::: DATA FOR THIS TASK :::
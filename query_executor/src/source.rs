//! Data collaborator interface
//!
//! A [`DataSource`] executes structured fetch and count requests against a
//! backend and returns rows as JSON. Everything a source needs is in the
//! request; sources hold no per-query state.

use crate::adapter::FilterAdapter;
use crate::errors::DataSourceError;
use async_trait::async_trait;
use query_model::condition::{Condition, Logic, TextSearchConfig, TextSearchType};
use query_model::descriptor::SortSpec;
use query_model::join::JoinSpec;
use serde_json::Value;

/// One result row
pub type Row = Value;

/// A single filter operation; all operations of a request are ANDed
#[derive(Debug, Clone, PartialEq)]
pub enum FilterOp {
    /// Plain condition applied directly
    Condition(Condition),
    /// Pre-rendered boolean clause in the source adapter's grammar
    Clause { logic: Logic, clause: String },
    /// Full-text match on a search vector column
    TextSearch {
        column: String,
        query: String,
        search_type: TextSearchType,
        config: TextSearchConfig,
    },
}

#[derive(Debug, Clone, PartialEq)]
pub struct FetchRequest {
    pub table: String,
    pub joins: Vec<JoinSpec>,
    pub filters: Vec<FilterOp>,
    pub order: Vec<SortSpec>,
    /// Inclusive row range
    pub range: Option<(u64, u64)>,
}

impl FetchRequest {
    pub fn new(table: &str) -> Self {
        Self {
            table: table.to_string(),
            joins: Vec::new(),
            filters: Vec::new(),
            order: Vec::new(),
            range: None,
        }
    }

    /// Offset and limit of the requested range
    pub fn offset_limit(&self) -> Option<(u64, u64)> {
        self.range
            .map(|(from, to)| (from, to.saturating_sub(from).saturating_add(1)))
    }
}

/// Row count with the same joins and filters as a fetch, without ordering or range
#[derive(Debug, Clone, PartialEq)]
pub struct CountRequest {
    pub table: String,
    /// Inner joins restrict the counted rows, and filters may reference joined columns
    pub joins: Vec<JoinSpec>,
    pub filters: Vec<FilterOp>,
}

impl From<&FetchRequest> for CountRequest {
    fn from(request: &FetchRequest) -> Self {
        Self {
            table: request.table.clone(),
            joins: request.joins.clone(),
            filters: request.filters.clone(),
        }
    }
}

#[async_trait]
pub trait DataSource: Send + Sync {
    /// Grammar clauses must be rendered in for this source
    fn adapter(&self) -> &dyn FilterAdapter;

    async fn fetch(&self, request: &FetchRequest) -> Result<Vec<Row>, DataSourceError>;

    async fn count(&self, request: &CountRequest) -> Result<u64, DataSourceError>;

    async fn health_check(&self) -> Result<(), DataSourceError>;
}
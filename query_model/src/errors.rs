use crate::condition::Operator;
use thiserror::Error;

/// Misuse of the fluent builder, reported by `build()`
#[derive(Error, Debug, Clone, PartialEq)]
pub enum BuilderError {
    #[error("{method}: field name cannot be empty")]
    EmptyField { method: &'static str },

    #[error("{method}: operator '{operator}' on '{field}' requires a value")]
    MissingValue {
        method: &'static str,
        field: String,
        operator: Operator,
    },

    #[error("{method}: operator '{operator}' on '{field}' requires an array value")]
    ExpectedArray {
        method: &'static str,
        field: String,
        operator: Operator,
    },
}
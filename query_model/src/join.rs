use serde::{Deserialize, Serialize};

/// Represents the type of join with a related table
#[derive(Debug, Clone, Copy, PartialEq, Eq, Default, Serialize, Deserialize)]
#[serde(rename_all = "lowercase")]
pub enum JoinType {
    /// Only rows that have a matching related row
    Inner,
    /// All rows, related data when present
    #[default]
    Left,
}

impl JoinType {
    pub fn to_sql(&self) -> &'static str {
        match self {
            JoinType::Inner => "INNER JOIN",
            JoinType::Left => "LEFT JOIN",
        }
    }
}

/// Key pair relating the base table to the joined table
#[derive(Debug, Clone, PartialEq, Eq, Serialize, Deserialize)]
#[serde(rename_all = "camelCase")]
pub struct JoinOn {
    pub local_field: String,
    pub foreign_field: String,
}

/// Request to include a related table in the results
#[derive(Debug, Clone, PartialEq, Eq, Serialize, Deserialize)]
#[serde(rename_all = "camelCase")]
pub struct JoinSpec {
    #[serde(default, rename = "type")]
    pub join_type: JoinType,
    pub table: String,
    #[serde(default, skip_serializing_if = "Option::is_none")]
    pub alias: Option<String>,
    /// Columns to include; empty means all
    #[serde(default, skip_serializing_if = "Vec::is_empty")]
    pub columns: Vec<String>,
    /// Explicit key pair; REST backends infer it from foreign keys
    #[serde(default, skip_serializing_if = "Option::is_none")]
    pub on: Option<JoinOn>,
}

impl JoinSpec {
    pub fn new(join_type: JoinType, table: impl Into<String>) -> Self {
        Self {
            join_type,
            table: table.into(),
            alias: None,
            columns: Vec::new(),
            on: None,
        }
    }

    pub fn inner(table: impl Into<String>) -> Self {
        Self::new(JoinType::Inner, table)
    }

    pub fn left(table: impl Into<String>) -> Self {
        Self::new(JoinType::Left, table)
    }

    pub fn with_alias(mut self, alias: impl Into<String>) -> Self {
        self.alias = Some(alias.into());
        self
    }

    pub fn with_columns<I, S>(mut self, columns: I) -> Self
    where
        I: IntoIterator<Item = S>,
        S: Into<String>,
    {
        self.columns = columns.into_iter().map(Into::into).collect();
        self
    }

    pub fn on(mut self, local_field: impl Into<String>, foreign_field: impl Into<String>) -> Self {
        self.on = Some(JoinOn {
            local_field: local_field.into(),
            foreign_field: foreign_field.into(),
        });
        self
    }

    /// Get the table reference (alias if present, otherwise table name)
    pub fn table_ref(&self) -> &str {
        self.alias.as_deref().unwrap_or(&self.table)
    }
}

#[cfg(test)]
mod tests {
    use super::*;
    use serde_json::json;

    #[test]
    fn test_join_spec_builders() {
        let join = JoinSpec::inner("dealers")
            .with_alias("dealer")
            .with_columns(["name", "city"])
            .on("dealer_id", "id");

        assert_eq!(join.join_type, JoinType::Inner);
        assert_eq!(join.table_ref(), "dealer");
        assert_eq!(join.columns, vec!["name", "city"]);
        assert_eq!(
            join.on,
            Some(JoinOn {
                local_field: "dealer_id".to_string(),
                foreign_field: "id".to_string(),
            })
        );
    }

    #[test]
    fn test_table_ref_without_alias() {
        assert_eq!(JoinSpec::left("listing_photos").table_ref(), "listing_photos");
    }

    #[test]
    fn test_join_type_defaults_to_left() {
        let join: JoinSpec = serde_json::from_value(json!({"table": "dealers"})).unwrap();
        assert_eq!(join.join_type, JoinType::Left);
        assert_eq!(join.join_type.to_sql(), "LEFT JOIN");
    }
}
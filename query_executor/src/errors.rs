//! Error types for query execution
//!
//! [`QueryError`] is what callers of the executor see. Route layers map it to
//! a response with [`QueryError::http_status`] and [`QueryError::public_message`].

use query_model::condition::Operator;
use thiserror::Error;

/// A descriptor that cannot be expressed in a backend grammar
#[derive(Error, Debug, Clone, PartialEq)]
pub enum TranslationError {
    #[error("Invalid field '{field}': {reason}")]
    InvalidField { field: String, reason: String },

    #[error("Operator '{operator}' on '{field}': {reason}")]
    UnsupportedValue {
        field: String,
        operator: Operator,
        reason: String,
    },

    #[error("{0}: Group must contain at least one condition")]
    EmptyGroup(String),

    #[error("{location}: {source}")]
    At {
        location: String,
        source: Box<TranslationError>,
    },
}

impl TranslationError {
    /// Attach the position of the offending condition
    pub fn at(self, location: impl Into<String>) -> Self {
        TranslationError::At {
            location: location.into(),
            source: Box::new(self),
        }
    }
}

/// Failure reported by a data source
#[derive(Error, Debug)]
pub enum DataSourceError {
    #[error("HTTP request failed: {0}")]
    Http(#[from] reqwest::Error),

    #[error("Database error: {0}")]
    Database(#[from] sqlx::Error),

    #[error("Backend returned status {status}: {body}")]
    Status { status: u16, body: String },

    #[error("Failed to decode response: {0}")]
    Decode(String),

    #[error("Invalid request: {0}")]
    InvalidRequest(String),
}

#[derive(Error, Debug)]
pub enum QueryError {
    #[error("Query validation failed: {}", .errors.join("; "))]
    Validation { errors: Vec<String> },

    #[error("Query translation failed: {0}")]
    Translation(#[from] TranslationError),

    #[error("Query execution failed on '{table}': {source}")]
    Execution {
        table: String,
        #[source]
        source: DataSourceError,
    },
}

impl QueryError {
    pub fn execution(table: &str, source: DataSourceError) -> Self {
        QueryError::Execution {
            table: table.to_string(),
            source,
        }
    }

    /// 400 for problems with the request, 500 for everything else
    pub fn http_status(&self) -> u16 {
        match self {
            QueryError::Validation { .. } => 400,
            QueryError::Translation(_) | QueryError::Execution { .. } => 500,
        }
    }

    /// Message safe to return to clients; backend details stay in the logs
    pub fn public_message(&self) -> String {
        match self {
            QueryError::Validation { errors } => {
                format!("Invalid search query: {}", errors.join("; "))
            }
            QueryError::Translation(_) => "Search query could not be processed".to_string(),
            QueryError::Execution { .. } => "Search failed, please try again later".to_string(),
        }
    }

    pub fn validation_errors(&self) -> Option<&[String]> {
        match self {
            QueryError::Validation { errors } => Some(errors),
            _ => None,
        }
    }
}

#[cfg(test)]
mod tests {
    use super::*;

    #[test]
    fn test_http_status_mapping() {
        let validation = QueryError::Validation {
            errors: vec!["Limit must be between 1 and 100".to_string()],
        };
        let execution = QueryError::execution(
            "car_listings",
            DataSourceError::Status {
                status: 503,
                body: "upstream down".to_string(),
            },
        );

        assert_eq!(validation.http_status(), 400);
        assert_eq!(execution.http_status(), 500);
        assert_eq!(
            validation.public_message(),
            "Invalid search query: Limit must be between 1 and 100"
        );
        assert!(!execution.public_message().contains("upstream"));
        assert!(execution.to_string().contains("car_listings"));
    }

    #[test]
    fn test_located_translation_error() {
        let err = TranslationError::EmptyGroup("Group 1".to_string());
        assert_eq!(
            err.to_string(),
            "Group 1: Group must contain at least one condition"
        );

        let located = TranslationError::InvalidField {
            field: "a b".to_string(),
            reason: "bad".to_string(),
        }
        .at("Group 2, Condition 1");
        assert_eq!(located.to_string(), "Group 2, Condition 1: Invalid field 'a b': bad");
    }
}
:::
EXERCISE DESCRIPTION
Scan the data above for the word "InvalidField", then copy every line that holds it.

OUTPUT FOR THIS EXERCISE
    InvalidField { field: String, reason: String },
        let located = TranslationError::InvalidField {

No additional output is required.